Re:AW: Re: Offset fetch failure causing topology crash

Mitchell Rathbun (BLOOMBERG/ 731 LEX) Mon, 04 Nov 2019 14:02:00 -0800

Stig, I will take a look at the Jira Issue you posted and make the 
corresponding change.

Reinhard, thank you for the response. Could you post what you set those two 
values to in order to fix the timeout issue? How did you arrive at changing 
those specific properties?

From: [email protected] At: 11/04/19 15:28:00To:  [email protected]
Subject: AW: Re: Offset fetch failure causing topology crash

Hi 

We ran into similar problems after switching to a newer Kafka Version in some 
other project. 
They changed (as I understood) quite a few things concerning timeouts. I read 
in a thread that once Kafka fails, it might rise a cascade of following errors 
(as observed in our project). The conflicts remained in Kafka 2.4 but 
disappeared  in Kafka 2.5.  
We configured the following two parameters to deal with an older project 
version (using Kafka 2.4): 
*session.timeout.ms
*max.poll.interval.ms 
Please take into account that I currently have no code at hand to verify the 
correct spelling of the parameters, so there might be a slight difference 😉 

There is some good documentation of all parameters and their meaning – but 
unfortunately mostly from projects that use Kafka. The Kafka documentation 
seems to stop with 2.3 (for some reasons I didnt find more actual 
documentation). 

Hope that gives some hints. 

Reinhard 

--- 

Von: Stig Rohde Døssing
Gesendet: Montag, 4. November 2019 21:01
An: [email protected]
Betreff: Re: Re: Offset fetch failure causing topology crash 

Whoops, I think the user mailing list fell off the reply list. Sorry, didn't 
mean to mail you directly. 

I haven't heard of this before, but people may have encountered it without 
mentioning it. I am not aware of a workaround. You're right that it would be 
good to get this fixed. https://issues.apache.org/jira/browse/STORM-3529 is 
open if you want to work on it. I think it should be pretty easy to catch and 
log RetriableExceptions in the same way we do elsewhere  in the spout.  

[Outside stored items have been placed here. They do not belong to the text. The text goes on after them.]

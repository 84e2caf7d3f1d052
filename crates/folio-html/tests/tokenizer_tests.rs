//! Integration tests for the HTML tokenizer.

use folio_html::tokenizer::named_character_references::lookup_entity;
use folio_html::{Attribute, HtmlTokenizer, ParseIssue, Token};

/// Helper to tokenize a string and return the tokens
fn tokenize(input: &str) -> Vec<Token> {
    let mut tokenizer = HtmlTokenizer::new(input);
    tokenizer.run();
    tokenizer.into_tokens()
}

/// Helper to tokenize and keep the parse issues
fn tokenize_with_issues(input: &str) -> (Vec<Token>, Vec<ParseIssue>) {
    let mut tokenizer = HtmlTokenizer::new(input);
    tokenizer.run();
    tokenizer.into_parts()
}

/// Concatenate all character tokens.
fn text_of(tokens: &[Token]) -> String {
    tokens
        .iter()
        .filter_map(|t| match t {
            Token::Character { data } => Some(*data),
            _ => None,
        })
        .collect()
}

fn start_tag(name: &str, attrs: &[(&str, &str)]) -> Token {
    Token::StartTag {
        name: name.to_string(),
        self_closing: false,
        attributes: attrs
            .iter()
            .map(|(n, v)| Attribute::new((*n).to_string(), (*v).to_string()))
            .collect(),
    }
}

#[test]
fn test_plain_text() {
    let tokens = tokenize("Hello");
    assert_eq!(tokens.len(), 6); // 5 chars + EOF
    assert!(matches!(tokens[0], Token::Character { data: 'H' }));
    assert!(matches!(tokens[4], Token::Character { data: 'o' }));
    assert!(matches!(tokens[5], Token::EndOfFile));
}

#[test]
fn test_empty_input_is_just_eof() {
    assert_eq!(tokenize(""), vec![Token::EndOfFile]);
}

#[test]
fn test_simple_start_and_end_tag() {
    let tokens = tokenize("<p>Hi</p>");
    assert_eq!(tokens[0], start_tag("p", &[]));
    assert_eq!(text_of(&tokens), "Hi");
    assert_eq!(
        tokens[3],
        Token::EndTag {
            name: "p".to_string()
        }
    );
}

#[test]
fn test_tag_names_are_lowercased() {
    let tokens = tokenize("<DIV CLASS=Intro></DIV>");
    assert_eq!(tokens[0], start_tag("div", &[("class", "Intro")]));
    assert_eq!(
        tokens[1],
        Token::EndTag {
            name: "div".to_string()
        }
    );
}

#[test]
fn test_attribute_quoting_styles() {
    let tokens = tokenize(r#"<img src="a.png" alt='Pool view' width=300 hidden>"#);
    assert_eq!(
        tokens[0],
        start_tag(
            "img",
            &[
                ("src", "a.png"),
                ("alt", "Pool view"),
                ("width", "300"),
                ("hidden", "")
            ]
        )
    );
}

#[test]
fn test_self_closing_flag() {
    let tokens = tokenize("<br/>");
    assert!(matches!(
        &tokens[0],
        Token::StartTag { name, self_closing: true, .. } if name == "br"
    ));
}

#[test]
fn test_duplicate_attribute_keeps_first() {
    let (tokens, issues) = tokenize_with_issues(r#"<a href="/one" href="/two">x</a>"#);
    assert_eq!(tokens[0], start_tag("a", &[("href", "/one")]));
    assert!(issues.iter().any(|i| i.message == "duplicate-attribute"));
}

#[test]
fn test_duplicate_attribute_before_another() {
    let tokens = tokenize(r#"<img src="a" src="b" alt="c">"#);
    assert_eq!(tokens[0], start_tag("img", &[("src", "a"), ("alt", "c")]));
}

#[test]
fn test_comment() {
    let tokens = tokenize("<!-- note -->after");
    assert_eq!(
        tokens[0],
        Token::Comment {
            data: " note ".to_string()
        }
    );
    assert_eq!(text_of(&tokens), "after");
}

#[test]
fn test_word_processor_conditional_comment() {
    let tokens = tokenize("<!--[if gte mso 9]><xml></xml><![endif]-->Text");
    assert!(matches!(&tokens[0], Token::Comment { data } if data.starts_with("[if gte mso 9]")));
    assert_eq!(text_of(&tokens), "Text");
}

#[test]
fn test_doctype() {
    let tokens = tokenize("<!DOCTYPE html><p>");
    assert_eq!(
        tokens[0],
        Token::Doctype {
            name: "html".to_string()
        }
    );
    assert_eq!(tokens[1], start_tag("p", &[]));
}

#[test]
fn test_bogus_comment_from_processing_instruction() {
    let (tokens, issues) = tokenize_with_issues("<?xml version=\"1.0\"?>x");
    assert!(matches!(&tokens[0], Token::Comment { data } if data.starts_with("?xml")));
    assert_eq!(text_of(&tokens), "x");
    assert!(!issues.is_empty());
}

#[test]
fn test_cdata_becomes_comment() {
    let tokens = tokenize("<![CDATA[x]]>y");
    assert!(matches!(&tokens[0], Token::Comment { data } if data.starts_with("[CDATA[")));
    assert_eq!(text_of(&tokens), "y");
}

#[test]
fn test_named_character_references() {
    let tokens = tokenize("Fish &amp; Chips&nbsp;&copy; caf&eacute;");
    assert_eq!(text_of(&tokens), "Fish & Chips\u{00A0}\u{00A9} caf\u{00E9}");
}

#[test]
fn test_legacy_reference_without_semicolon() {
    let (tokens, issues) = tokenize_with_issues("a &amp b");
    assert_eq!(text_of(&tokens), "a & b");
    assert!(
        issues
            .iter()
            .any(|i| i.message == "missing-semicolon-after-character-reference")
    );
}

#[test]
fn test_unknown_reference_is_literal() {
    assert_eq!(text_of(&tokenize("&bogus; & &")), "&bogus; & &");
}

#[test]
fn test_numeric_references() {
    assert_eq!(text_of(&tokenize("&#65;&#x42;&#X43;")), "ABC");
}

#[test]
fn test_numeric_reference_without_semicolon() {
    assert_eq!(text_of(&tokenize("&#65 x")), "A x");
}

#[test]
fn test_c1_references_use_windows_1252() {
    assert_eq!(
        text_of(&tokenize("&#147;quoted&#148; &#150; &#128;")),
        "\u{201C}quoted\u{201D} \u{2013} \u{20AC}"
    );
}

#[test]
fn test_invalid_numeric_references_become_replacement() {
    assert_eq!(
        text_of(&tokenize("&#0;&#xD800;&#x110000;&#99999999999;")),
        "\u{FFFD}\u{FFFD}\u{FFFD}\u{FFFD}"
    );
}

#[test]
fn test_numeric_reference_without_digits_is_literal() {
    assert_eq!(text_of(&tokenize("&#;&#x;")), "&#;&#x;");
}

#[test]
fn test_reference_in_attribute() {
    let tokens = tokenize(r#"<a href="/rooms?a=1&amp;b=2">"#);
    assert_eq!(tokens[0], start_tag("a", &[("href", "/rooms?a=1&b=2")]));
}

#[test]
fn test_legacy_reference_in_attribute_followed_by_equals() {
    let tokens = tokenize(r#"<a href="?x=1&copy=2">"#);
    assert_eq!(tokens[0], start_tag("a", &[("href", "?x=1&copy=2")]));
}

#[test]
fn test_crlf_is_normalized() {
    assert_eq!(text_of(&tokenize("a\r\nb\rc")), "a\nb\nc");
}

#[test]
fn test_style_content_is_raw_text() {
    let tokens = tokenize("<style>p > b { color: red }</style>after");
    assert_eq!(tokens[0], start_tag("style", &[]));
    assert_eq!(text_of(&tokens), "p > b { color: red }after");
    assert!(tokens.contains(&Token::EndTag {
        name: "style".to_string()
    }));
}

#[test]
fn test_script_content_does_not_produce_tags() {
    let tokens = tokenize("<script>if (a < b) { x = '<p>'; }</script>");
    let start_tags = tokens
        .iter()
        .filter(|t| matches!(t, Token::StartTag { .. }))
        .count();
    assert_eq!(start_tags, 1);
    assert_eq!(text_of(&tokens), "if (a < b) { x = '<p>'; }");
}

#[test]
fn test_raw_text_ignores_other_end_tags() {
    let tokens = tokenize("<style></div></style>");
    assert_eq!(text_of(&tokens), "</div>");
}

#[test]
fn test_title_decodes_references() {
    let tokens = tokenize("<title>Rooms &amp; Suites</title>");
    assert_eq!(text_of(&tokens), "Rooms & Suites");
}

#[test]
fn test_stray_less_than_is_text() {
    let (tokens, issues) = tokenize_with_issues("1 < 2");
    assert_eq!(text_of(&tokens), "1 < 2");
    assert_eq!(issues.len(), 1);
}

#[test]
fn test_eof_in_tag_drops_the_tag() {
    let tokens = tokenize("text<p class=\"x");
    assert_eq!(text_of(&tokens), "text");
    assert_eq!(tokens.last(), Some(&Token::EndOfFile));
    assert!(!tokens.iter().any(|t| matches!(t, Token::StartTag { .. })));
}

#[test]
fn test_always_ends_with_single_eof() {
    for input in ["<", "</", "<!", "<!-", "<!--", "&", "&#", "&#x", "<a b='", "<![CDATA["] {
        let tokens = tokenize(input);
        let eofs = tokens.iter().filter(|t| t.is_eof()).count();
        assert_eq!(eofs, 1, "input {input:?}");
        assert_eq!(tokens.last(), Some(&Token::EndOfFile), "input {input:?}");
    }
}

#[test]
fn test_entity_table_lookup() {
    assert_eq!(lookup_entity("amp;"), Some("&"));
    assert_eq!(lookup_entity("nbsp"), Some("\u{00A0}"));
    assert_eq!(lookup_entity("rsquo;"), Some("\u{2019}"));
    assert_eq!(lookup_entity("rsquo"), None);
    assert_eq!(lookup_entity(""), None);
}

Den man. 4. nov. 2019 kl. 19.29 skrev Mitchell Rathbun (BLOOMBERG/ 731 LEX) 
<[email protected]>: 

I increased the "default.api.timeout.ms" as mentioned, and am still getting the 
error. I need to dig into the Kafka  code some more, but if there isn't a 
simple config fix I can make, then isn't this a critical issue? A Kafka broker 
being brought down should not be a fatal issue for the topology, especially 
when the exception is coming from a non-critical metrics class.  Do you know of 
any workarounds to this/has this been seen before? It seems like it should be a 
pretty common issue, given that broker turnaround in Kafka is not that 
uncommon. 

From: Mitchell Rathbun (BLOOMBERG/ 731 LEX) At: 10/28/19 19:20:30 
To: [email protected]
Subject: Re: Offset fetch failure causing topology crash 

I did some digging and I believe that we are now seeing this due to a recent 
upgrade from Kafka 0.10.1.0 to 2.3.0. The timeout used for the 
beginningOffsets/endOffsets  calls was reduced from over 5 minutes to 60 
seconds with this change. In 2.3.0, this property is set by 
"default.api.timeout.ms". There is also a property called 
"offset.commit.period.ms",  which controls how often offsets are committed in 
the KafkaSpout. This property has a default value of 30 seconds. So if this 
fails once due to a broker that was a leader for one of the consumer's 
partitions being brought down, then the next time commits are  attempted would 
constitute a timeout. So I am going to try either reducing 
"offset.commit.period.ms" or increasing "default.api.timeout.ms"  and see if 
that fixes the issue.  

From: [email protected] At: 10/25/19 18:57:31 
To: Mitchell Rathbun (BLOOMBERG/ 731 LEX ) 
Subject: Re: Offset fetch failure causing topology crash 

See 
https://github.com/apache/storm/blob/7b1a98fc10fad516ef9ed0b3afc53a1d7be8a169/external/storm-kafka-client/src/main/java/org/apache/storm/kafka/spout/KafkaSpout.java#L157
 and 
https://github.com/apache/storm/blob/7b1a98fc10fad516ef9ed0b3afc53a1d7be8a169/external/storm-kafka-client/src/main/java/org/apache/storm/kafka/spout/metrics/KafkaOffsetMetric.java.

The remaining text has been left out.